Melatonin plays physiological roles in various critical processes, including circadian rhythms, oxidative stress defenses, anti‐inflammation responses, and immunity; however, the current understanding of the role of melatonin in hepatic glucose metabolism is limited. In this study, we examined whether melatonin affects gene expression of the key gluconeogenic enzyme, phosphoenolpyruvate carboxykinase (PEPCK). We found that melatonin treatment increased PEPCK mRNA levels in rat highly differentiated hepatoma (H4IIE) cells and primary cultured hepatocytes. In addition, we found that melatonin induction was synergistically enhanced by dexamethasone, whereas it was dominantly inhibited by insulin. We also report that the effect of melatonin was blocked by inhibitors of mitogen‐activated protein kinase/extracellular signal‐regulated protein kinase (MAPK/ERK), RNA polymerase II, and protein synthesis.

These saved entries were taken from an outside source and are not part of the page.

use serde::{Deserialize, Serialize};
use tracing::trace;

use crate::constants::MAX_ALLOWED_MENTIONS;
use crate::internal::prelude::*;
use crate::model::id::{RoleId, UserId};
use crate::model::{MentionKind, ModelError};

#[derive(Clone, Copy, Debug, Deserialize, Eq, PartialEq, Serialize)]
#[serde(rename_all = "lowercase")]
pub enum ParseValue {
    Everyone,
    Users,
    Roles,
}

/// Whether a class of mentions notifies: all of them, none of them, or only listed ids.
///
/// Deserializes from either a boolean or an array of ids, matching how mention policies are
/// usually written in configuration.
#[derive(Clone, Debug, Deserialize, Eq, PartialEq, Serialize)]
#[serde(untagged)]
pub enum MentionPolicy<T> {
    /// `true` allows every mention of this class, `false` none.
    Toggle(bool),
    /// Only the listed ids are allowed. At most 100 entries are accepted.
    Only(Vec<T>),
}

/// The caller-facing description of which mentions in a message notify anyone.
///
/// This is converted into the wire [`CreateAllowedMentions`] by an [`AllowedMentionsFormatter`].
/// Absent fields contribute nothing to the result; an absent `AllowedMentions` altogether falls
/// back to the formatter's default.
///
/// # Examples
///
/// ```rust
/// use riposte::builder::AllowedMentions;
///
/// // Mention everyone and the user 110372470472613888
/// let mentions = AllowedMentions::new().everyone(true).users([110372470472613888_u64]);
///
/// // Mention all roles and nothing else
/// let mentions = AllowedMentions::new().all_roles();
/// ```
#[derive(Clone, Debug, Default, Deserialize, Eq, PartialEq, Serialize)]
#[serde(rename_all = "camelCase")]
#[must_use]
pub struct AllowedMentions {
    #[serde(default, skip_serializing_if = "Option::is_none")]
    pub everyone: Option<bool>,
    #[serde(default, skip_serializing_if = "Option::is_none")]
    pub roles: Option<MentionPolicy<RoleId>>,
    #[serde(default, skip_serializing_if = "Option::is_none")]
    pub users: Option<MentionPolicy<UserId>>,
    #[serde(default, skip_serializing_if = "Option::is_none")]
    pub replied_user: Option<bool>,
}

impl AllowedMentions {
    /// Equivalent to [`Self::default`].
    pub fn new() -> Self {
        Self::default()
    }

    /// Whether `@everyone` and `@here` notify.
    pub fn everyone(mut self, everyone: bool) -> Self {
        self.everyone = Some(everyone);
        self
    }

    /// Allows every role mention.
    pub fn all_roles(mut self) -> Self {
        self.roles = Some(MentionPolicy::Toggle(true));
        self
    }

    /// Sets the *specific* roles that will be allowed mentionable.
    pub fn roles(mut self, roles: impl IntoIterator<Item = impl Into<RoleId>>) -> Self {
        self.roles = Some(MentionPolicy::Only(roles.into_iter().map(Into::into).collect()));
        self
    }

    /// Allows every user mention.
    pub fn all_users(mut self) -> Self {
        self.users = Some(MentionPolicy::Toggle(true));
        self
    }

    /// Sets the *specific* users that will be allowed mentionable.
    pub fn users(mut self, users: impl IntoIterator<Item = impl Into<UserId>>) -> Self {
        self.users = Some(MentionPolicy::Only(users.into_iter().map(Into::into).collect()));
        self
    }

    /// Makes the reply mention/ping the user.
    pub fn replied_user(mut self, mention_user: bool) -> Self {
        self.replied_user = Some(mention_user);
        self
    }
}

/// The `allowed_mentions` object as sent to Discord.
///
/// [Discord docs](https://discord.com/developers/docs/resources/channel#allowed-mentions-object).
#[derive(Clone, Debug, Default, Deserialize, Eq, PartialEq, Serialize)]
#[non_exhaustive]
pub struct CreateAllowedMentions {
    pub parse: Vec<ParseValue>,
    #[serde(default, skip_serializing_if = "Option::is_none")]
    pub roles: Option<Vec<RoleId>>,
    #[serde(default, skip_serializing_if = "Option::is_none")]
    pub users: Option<Vec<UserId>>,
    #[serde(default, skip_serializing_if = "Option::is_none")]
    pub replied_user: Option<bool>,
}

impl CreateAllowedMentions {
    /// Converts a caller-supplied [`AllowedMentions`] into its wire form.
    ///
    /// # Errors
    ///
    /// Returns [`ModelError::TooManyMentions`] if an explicit role or user list holds more than
    /// 100 ids.
    pub fn from_spec(spec: &AllowedMentions) -> Result<Self> {
        let mut result = Self::default();

        if spec.everyone == Some(true) {
            result.parse.push(ParseValue::Everyone);
        }

        match &spec.roles {
            Some(MentionPolicy::Toggle(true)) => result.parse.push(ParseValue::Roles),
            Some(MentionPolicy::Only(roles)) => {
                check_len(MentionKind::Roles, roles.len())?;
                result.roles = Some(roles.clone());
            },
            Some(MentionPolicy::Toggle(false)) | None => {},
        }

        match &spec.users {
            Some(MentionPolicy::Toggle(true)) => result.parse.push(ParseValue::Users),
            Some(MentionPolicy::Only(users)) => {
                check_len(MentionKind::Users, users.len())?;
                result.users = Some(users.clone());
            },
            Some(MentionPolicy::Toggle(false)) | None => {},
        }

        result.replied_user = spec.replied_user;

        Ok(result)
    }
}

fn check_len(kind: MentionKind, count: usize) -> Result<()> {
    if count > MAX_ALLOWED_MENTIONS {
        return Err(Error::Model(ModelError::TooManyMentions {
            kind,
            count,
        }));
    }

    Ok(())
}

/// Formats allowed-mentions specs, applying a default policy when a reply carries none.
///
/// The default is fixed at construction, so independent clients (or tests) can hold different
/// policies side by side.
#[derive(Clone, Debug, PartialEq, Eq)]
pub struct AllowedMentionsFormatter {
    default: CreateAllowedMentions,
}

impl AllowedMentionsFormatter {
    /// Creates a formatter whose default policy is `default`.
    ///
    /// # Errors
    ///
    /// Returns [`ModelError::TooManyMentions`] if the default lists more than 100 ids.
    pub fn new(default: &AllowedMentions) -> Result<Self> {
        Ok(Self {
            default: CreateAllowedMentions::from_spec(default)?,
        })
    }

    /// The wire policy used when a reply carries no allowed mentions.
    #[must_use]
    pub fn default_mentions(&self) -> &CreateAllowedMentions {
        &self.default
    }

    /// Formats `spec`, or returns the default policy when it is absent.
    ///
    /// # Errors
    ///
    /// Returns [`ModelError::TooManyMentions`] if an explicit id list holds more than 100 ids.
    pub fn format(&self, spec: Option<&AllowedMentions>) -> Result<CreateAllowedMentions> {
        match spec {
            Some(spec) => CreateAllowedMentions::from_spec(spec),
            None => {
                trace!("applying default allowed mentions");
                Ok(self.default.clone())
            },
        }
    }
}

impl Default for AllowedMentionsFormatter {
    /// Allows role and user mentions but not `@everyone`.
    fn default() -> Self {
        Self {
            default: CreateAllowedMentions {
                parse: vec![ParseValue::Roles, ParseValue::Users],
                ..Default::default()
            },
        }
    }
}

#[cfg(test)]
mod tests {
    use super::*;
    use crate::json::{assert_json, json};

    #[test]
    fn booleans_become_parse_values() {
        let spec = AllowedMentions::new().everyone(true).all_roles().all_users();
        let wire = CreateAllowedMentions::from_spec(&spec).unwrap();

        assert_json(&wire, json!({"parse": ["everyone", "roles", "users"]}));
    }

    #[test]
    fn id_lists_are_kept_apart_from_parse() {
        let spec = AllowedMentions::new().users([110372470472613888_u64]).replied_user(false);
        let wire = CreateAllowedMentions::from_spec(&spec).unwrap();

        assert_json(
            &wire,
            json!({"parse": [], "users": ["110372470472613888"], "replied_user": false}),
        );
    }

    #[test]
    fn false_toggles_contribute_nothing() {
        let spec = AllowedMentions {
            everyone: Some(false),
            roles: Some(MentionPolicy::Toggle(false)),
            users: None,
            replied_user: None,
        };

        assert_json(&CreateAllowedMentions::from_spec(&spec).unwrap(), json!({"parse": []}));
    }

    #[test]
    fn more_than_a_hundred_ids_are_rejected() {
        let spec = AllowedMentions::new().roles((1..=101).map(RoleId::new));
        let err = CreateAllowedMentions::from_spec(&spec).unwrap_err();

        assert!(matches!(
            err,
            Error::Model(ModelError::TooManyMentions {
                kind: MentionKind::Roles,
                count: 101
            })
        ));
    }

    #[test]
    fn absent_spec_uses_the_default() {
        let formatter = AllowedMentionsFormatter::new(&AllowedMentions::new().all_users()).unwrap();

        assert_json(&formatter.format(None).unwrap(), json!({"parse": ["users"]}));
        assert_json(
            &formatter.format(Some(&AllowedMentions::new().everyone(true))).unwrap(),
            json!({"parse": ["everyone"]}),
        );
    }

    #[test]
    fn policy_deserializes_from_booleans_or_ids() {
        let spec: AllowedMentions =
            serde_json::from_value(json!({"roles": true, "users": ["80351110224678912"]})).unwrap();

        assert_eq!(spec.roles, Some(MentionPolicy::Toggle(true)));
        assert_eq!(spec.users, Some(MentionPolicy::Only(vec![UserId::new(80351110224678912)])));
    }
}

Furthermore, the phosphorylated (active) forms of ERK1 and ERK2 (ERK1/2) increased 15 min after melatonin treatment. We performed luciferase reporter assays to show that melatonin specifically stimulated promoter activity of the PEPCK gene. Additional reporter analysis using 5′‐deleted constructs revealed that the regulatory regions responsive to melatonin mapped to two nucleotide regions, one between −467 and −398 nucleotides and the other between −128 and +69 nucleotides, of the rat PEPCK gene. Thus, we conclude that melatonin induces PEPCK gene expression via the ERK1/2 pathway at the transcriptional level, and that induction requires de novo protein synthesis.